Exercise details
If a line in the material below holds the string "error", tally it, then give the tally alone.

:::

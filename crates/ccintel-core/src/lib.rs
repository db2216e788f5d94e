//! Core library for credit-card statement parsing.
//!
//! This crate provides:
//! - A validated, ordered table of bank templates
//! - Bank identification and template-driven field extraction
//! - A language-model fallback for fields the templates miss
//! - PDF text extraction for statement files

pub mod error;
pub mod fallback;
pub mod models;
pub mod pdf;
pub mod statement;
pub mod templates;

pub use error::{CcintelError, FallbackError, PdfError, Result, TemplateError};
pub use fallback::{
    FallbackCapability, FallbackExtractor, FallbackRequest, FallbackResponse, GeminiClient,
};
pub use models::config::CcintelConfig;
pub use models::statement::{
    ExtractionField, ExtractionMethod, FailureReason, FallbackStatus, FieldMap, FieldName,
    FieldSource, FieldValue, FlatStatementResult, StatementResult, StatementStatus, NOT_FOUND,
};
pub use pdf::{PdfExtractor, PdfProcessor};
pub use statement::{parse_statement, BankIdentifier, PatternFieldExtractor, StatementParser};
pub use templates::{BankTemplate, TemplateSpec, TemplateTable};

:::

Written reply
2